─── Provided material

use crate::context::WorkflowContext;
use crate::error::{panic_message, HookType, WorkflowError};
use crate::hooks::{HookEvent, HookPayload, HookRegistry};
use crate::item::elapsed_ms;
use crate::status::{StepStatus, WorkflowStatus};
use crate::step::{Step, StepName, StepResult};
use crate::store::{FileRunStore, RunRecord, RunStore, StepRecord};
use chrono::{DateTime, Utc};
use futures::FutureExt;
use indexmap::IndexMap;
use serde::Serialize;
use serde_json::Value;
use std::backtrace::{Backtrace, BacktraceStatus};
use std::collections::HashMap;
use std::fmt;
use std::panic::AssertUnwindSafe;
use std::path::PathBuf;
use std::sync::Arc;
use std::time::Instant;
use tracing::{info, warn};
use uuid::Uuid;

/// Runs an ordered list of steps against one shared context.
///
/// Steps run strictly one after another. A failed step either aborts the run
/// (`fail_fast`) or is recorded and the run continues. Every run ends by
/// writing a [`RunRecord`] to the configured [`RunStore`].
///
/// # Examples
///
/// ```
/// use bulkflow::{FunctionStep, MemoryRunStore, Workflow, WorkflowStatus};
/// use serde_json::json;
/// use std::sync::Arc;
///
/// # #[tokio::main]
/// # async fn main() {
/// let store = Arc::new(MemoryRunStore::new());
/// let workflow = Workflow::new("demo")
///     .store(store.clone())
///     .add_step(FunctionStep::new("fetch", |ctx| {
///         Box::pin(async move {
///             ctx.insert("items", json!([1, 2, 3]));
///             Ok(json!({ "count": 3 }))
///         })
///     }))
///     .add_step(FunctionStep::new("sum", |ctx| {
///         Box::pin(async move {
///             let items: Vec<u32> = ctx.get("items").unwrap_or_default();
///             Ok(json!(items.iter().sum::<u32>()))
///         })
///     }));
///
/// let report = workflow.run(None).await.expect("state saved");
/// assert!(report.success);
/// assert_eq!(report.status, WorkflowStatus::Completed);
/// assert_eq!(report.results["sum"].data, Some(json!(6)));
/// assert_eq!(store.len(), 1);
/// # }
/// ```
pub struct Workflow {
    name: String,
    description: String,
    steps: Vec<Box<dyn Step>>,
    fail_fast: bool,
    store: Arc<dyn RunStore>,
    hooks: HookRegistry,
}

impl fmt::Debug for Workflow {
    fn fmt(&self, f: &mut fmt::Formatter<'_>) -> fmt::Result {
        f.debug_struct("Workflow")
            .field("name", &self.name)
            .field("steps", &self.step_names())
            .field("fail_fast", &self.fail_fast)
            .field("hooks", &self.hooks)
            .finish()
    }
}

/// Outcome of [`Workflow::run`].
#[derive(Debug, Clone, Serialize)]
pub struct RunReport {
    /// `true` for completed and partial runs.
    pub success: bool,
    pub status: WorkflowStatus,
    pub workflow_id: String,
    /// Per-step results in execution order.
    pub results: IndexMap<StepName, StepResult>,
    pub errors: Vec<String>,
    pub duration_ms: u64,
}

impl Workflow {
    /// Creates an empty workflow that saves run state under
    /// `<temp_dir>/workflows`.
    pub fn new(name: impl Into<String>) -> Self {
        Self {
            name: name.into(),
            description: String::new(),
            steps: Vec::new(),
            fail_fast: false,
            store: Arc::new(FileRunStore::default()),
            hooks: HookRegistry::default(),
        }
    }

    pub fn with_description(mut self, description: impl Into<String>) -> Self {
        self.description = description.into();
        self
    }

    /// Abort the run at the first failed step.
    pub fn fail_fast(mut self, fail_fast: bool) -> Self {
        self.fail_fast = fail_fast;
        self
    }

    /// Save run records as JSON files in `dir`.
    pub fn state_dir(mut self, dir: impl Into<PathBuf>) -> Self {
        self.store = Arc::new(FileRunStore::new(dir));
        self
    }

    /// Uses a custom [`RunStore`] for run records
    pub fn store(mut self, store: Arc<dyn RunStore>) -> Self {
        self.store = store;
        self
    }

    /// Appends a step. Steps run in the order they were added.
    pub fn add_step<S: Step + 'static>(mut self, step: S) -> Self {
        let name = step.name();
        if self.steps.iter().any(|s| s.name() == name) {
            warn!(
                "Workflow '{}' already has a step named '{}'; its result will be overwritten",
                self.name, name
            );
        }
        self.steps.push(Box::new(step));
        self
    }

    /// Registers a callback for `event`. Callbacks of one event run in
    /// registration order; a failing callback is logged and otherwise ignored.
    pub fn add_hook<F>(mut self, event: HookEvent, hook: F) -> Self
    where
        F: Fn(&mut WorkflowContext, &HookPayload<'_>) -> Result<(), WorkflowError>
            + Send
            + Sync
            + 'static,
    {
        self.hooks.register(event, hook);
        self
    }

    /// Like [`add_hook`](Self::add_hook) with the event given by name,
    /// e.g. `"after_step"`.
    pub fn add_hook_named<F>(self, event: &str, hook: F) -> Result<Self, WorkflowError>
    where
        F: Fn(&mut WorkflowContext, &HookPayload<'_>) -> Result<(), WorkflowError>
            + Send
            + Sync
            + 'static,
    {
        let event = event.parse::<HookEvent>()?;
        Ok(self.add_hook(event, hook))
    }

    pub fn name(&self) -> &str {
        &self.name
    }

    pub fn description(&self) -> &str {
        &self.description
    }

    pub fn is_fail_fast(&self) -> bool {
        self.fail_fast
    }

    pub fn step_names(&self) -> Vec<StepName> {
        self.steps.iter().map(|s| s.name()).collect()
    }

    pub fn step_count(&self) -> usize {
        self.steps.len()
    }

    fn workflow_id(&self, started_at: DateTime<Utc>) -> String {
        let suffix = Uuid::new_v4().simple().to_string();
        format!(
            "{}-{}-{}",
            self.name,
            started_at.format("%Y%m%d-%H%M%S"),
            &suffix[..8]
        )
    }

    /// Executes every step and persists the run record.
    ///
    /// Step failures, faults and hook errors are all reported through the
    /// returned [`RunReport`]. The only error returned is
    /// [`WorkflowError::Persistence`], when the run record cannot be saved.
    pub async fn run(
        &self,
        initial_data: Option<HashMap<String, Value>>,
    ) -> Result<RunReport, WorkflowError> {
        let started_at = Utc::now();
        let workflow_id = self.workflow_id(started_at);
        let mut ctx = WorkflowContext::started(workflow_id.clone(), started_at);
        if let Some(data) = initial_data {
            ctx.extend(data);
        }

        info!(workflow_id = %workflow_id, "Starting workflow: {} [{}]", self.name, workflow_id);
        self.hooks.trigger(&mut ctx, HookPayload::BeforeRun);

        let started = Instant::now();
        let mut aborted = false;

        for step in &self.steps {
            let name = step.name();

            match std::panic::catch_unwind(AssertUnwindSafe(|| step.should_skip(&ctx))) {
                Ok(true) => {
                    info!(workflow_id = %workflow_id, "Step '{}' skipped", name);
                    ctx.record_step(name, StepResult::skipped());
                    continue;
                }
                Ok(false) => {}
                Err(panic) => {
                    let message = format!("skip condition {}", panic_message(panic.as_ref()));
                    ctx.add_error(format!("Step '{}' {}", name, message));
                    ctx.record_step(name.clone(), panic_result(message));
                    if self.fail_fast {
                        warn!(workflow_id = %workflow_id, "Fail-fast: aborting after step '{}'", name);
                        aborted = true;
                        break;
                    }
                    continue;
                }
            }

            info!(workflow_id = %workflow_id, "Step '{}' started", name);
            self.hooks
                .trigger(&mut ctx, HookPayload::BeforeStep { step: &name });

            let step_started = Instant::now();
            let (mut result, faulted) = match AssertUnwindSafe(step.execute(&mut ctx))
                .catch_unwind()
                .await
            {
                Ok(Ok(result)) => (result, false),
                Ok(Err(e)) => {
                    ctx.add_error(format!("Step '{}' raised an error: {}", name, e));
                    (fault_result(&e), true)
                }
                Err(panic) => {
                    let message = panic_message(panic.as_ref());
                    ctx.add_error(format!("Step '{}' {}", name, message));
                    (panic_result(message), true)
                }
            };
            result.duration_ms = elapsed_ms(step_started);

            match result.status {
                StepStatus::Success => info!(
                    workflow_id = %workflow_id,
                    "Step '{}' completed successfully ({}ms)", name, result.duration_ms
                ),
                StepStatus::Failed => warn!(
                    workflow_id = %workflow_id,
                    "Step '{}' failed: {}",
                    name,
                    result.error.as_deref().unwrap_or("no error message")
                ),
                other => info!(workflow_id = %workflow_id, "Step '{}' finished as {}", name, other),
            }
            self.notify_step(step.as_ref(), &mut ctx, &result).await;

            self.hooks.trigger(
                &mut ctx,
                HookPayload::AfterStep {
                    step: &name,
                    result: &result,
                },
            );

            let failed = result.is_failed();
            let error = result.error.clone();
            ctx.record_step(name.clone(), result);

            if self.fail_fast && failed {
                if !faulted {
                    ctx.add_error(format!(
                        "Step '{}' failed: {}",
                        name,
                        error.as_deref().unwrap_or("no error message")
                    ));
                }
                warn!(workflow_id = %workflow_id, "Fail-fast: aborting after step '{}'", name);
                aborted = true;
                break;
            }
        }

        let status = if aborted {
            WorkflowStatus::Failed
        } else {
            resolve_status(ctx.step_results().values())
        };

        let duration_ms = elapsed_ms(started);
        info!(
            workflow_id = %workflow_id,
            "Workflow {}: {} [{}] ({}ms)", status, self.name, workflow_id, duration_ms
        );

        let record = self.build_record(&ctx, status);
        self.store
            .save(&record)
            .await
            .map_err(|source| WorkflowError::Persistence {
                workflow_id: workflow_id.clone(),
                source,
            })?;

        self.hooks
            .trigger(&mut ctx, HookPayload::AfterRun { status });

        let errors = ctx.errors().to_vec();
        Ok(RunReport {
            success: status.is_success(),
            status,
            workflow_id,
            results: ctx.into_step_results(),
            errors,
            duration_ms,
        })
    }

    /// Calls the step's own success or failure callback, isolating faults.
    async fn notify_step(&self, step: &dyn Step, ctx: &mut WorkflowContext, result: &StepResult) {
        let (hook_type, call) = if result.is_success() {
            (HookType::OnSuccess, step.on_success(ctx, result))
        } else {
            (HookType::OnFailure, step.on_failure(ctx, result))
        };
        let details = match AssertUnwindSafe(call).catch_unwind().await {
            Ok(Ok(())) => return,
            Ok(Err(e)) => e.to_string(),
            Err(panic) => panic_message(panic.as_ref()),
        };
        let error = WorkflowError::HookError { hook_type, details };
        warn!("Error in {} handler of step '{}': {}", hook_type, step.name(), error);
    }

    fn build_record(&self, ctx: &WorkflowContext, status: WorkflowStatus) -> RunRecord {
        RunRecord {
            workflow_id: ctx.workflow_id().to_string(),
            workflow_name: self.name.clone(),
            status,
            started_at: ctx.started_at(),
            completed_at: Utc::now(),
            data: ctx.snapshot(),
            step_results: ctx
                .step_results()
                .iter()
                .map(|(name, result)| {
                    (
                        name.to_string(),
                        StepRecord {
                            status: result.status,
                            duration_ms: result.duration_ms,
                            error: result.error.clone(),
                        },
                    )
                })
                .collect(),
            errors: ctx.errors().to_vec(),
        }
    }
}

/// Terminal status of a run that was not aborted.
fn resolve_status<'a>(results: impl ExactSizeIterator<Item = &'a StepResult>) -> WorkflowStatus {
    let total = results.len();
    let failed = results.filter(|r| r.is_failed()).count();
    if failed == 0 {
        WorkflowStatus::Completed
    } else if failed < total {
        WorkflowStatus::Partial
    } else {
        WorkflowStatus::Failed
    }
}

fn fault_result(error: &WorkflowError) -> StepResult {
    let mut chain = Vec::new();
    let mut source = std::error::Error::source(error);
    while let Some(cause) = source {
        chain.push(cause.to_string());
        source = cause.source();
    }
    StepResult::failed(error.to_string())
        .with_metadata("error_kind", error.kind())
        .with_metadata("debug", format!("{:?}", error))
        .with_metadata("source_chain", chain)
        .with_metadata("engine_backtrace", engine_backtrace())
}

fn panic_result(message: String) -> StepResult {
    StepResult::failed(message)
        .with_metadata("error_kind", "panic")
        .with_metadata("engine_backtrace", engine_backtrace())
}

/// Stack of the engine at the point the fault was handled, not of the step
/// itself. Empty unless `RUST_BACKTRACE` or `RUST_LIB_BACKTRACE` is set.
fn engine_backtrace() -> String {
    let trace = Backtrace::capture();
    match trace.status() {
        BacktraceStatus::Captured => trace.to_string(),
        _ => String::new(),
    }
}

──────
─── Provided material

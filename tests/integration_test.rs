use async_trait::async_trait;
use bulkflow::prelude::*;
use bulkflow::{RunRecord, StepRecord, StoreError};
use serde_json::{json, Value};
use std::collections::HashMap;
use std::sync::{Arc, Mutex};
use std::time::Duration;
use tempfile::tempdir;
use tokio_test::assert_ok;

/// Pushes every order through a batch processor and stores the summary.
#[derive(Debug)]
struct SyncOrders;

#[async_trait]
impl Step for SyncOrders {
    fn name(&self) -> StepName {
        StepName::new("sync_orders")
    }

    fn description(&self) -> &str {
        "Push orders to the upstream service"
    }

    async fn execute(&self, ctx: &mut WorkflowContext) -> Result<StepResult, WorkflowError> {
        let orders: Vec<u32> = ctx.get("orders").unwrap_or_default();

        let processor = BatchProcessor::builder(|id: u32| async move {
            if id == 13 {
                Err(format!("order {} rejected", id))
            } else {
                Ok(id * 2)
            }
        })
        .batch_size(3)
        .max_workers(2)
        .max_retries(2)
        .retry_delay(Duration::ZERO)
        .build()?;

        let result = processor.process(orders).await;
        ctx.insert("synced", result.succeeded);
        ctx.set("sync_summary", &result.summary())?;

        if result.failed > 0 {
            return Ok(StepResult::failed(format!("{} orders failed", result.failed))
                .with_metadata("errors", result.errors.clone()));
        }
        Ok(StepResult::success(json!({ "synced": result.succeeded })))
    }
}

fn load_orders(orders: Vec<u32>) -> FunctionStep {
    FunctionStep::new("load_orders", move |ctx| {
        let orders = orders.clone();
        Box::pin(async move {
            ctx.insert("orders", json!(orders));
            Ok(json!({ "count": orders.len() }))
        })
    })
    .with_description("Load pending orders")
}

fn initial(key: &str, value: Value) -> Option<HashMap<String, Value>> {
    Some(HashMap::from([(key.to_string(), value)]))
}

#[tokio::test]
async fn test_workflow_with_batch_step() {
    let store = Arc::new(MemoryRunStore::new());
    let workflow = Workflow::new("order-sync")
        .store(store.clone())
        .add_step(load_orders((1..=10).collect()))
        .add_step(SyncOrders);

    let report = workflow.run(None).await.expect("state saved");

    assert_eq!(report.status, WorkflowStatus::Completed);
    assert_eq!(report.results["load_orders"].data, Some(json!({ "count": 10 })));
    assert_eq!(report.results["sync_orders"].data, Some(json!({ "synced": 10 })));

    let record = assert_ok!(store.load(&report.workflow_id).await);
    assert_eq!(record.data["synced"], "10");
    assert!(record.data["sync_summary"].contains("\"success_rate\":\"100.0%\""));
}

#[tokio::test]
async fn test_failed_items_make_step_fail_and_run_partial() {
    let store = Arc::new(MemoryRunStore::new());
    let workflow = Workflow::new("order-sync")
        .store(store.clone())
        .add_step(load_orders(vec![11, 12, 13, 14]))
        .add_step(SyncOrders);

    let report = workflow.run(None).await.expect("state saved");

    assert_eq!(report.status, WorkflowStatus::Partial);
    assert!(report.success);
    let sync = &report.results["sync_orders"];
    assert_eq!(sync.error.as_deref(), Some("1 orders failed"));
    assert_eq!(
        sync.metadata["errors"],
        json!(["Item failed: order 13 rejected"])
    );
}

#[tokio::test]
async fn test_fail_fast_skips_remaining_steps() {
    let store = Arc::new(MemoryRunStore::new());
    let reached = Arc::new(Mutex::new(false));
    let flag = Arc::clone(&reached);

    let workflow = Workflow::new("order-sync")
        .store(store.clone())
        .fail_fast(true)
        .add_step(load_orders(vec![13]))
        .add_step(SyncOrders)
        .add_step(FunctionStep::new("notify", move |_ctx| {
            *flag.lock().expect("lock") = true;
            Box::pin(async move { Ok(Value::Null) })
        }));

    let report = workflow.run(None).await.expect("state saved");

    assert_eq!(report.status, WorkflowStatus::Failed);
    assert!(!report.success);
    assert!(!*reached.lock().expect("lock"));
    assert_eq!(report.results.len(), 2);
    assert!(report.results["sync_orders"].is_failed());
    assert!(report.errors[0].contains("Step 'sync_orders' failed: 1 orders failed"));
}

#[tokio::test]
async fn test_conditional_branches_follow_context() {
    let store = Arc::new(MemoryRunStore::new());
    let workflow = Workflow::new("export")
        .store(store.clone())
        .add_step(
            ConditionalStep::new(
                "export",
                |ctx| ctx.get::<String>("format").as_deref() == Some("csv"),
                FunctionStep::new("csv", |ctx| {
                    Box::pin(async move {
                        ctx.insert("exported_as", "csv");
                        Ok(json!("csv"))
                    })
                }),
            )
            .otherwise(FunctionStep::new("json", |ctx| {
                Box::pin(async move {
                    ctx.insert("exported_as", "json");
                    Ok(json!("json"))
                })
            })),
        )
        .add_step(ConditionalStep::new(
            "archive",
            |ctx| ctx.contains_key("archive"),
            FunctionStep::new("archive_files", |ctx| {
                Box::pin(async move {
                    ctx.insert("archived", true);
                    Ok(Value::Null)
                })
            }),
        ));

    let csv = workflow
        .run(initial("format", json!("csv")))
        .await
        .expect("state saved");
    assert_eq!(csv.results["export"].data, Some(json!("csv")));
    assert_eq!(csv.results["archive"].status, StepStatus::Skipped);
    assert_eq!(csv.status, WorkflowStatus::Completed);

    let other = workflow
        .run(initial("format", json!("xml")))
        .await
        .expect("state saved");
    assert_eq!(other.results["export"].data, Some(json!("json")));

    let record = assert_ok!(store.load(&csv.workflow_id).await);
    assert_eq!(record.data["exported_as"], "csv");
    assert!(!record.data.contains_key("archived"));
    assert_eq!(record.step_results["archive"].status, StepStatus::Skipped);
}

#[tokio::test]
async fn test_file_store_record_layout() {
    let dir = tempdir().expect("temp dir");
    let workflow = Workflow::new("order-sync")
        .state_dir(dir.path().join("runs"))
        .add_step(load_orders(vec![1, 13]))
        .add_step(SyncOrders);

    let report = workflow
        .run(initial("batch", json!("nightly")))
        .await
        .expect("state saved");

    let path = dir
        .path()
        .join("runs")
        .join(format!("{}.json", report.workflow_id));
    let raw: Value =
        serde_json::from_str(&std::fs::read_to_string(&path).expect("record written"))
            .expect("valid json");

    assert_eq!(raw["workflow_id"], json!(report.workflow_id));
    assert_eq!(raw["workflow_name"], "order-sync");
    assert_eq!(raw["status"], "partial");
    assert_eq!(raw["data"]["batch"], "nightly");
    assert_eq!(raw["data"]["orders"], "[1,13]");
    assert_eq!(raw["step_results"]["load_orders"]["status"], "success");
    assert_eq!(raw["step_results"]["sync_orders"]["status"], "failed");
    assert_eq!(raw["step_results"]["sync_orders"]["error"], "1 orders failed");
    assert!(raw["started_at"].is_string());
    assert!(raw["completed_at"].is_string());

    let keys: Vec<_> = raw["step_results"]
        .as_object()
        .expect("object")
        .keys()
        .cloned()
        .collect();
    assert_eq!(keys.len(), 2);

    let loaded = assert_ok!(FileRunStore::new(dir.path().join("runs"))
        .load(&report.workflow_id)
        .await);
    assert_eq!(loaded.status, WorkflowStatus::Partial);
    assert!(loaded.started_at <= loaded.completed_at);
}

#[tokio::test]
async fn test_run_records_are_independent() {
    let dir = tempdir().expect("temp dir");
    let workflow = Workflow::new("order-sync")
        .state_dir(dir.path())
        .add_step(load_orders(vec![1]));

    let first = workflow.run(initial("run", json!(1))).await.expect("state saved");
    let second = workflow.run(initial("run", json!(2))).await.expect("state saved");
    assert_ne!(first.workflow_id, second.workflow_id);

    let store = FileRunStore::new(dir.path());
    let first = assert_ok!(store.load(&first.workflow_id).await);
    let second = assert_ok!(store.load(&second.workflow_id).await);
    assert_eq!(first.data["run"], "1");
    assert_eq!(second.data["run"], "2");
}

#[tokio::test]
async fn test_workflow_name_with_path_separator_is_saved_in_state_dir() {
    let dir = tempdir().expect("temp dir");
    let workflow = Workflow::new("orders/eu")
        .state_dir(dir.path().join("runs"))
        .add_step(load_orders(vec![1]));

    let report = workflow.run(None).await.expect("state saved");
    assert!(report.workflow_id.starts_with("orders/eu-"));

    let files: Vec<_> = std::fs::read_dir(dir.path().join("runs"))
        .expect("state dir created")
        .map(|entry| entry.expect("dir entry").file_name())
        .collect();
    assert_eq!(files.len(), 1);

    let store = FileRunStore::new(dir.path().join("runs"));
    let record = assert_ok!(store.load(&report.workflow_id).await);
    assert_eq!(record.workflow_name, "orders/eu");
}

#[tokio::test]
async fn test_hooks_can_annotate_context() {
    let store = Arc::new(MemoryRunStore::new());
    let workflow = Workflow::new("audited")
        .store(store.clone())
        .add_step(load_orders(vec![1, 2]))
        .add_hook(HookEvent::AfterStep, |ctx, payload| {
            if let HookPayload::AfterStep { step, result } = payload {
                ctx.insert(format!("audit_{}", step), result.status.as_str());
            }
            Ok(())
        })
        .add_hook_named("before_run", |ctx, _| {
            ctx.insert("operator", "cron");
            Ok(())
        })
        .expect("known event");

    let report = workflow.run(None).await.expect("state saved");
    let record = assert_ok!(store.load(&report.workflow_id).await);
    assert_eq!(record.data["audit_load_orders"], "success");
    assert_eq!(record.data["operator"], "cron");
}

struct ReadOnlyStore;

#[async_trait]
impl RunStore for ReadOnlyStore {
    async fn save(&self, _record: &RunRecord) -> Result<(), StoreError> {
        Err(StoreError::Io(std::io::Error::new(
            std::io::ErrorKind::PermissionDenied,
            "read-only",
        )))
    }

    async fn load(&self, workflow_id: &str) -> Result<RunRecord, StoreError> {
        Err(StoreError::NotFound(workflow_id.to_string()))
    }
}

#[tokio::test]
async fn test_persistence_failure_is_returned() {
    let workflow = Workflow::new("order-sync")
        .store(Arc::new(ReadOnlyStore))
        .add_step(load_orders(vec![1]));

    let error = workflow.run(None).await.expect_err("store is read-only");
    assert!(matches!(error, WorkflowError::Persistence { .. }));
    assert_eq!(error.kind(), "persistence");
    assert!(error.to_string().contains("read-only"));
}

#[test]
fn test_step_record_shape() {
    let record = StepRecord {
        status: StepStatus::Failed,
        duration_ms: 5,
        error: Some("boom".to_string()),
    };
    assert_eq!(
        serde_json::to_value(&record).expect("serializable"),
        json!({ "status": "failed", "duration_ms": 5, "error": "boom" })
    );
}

──────

▶ [What the exercise asks]: From the entries, copy every line in which the word "Uuid" occurs.

▶ [Exercise result]:
use uuid::Uuid;
        let suffix = Uuid::new_v4().simple().to_string();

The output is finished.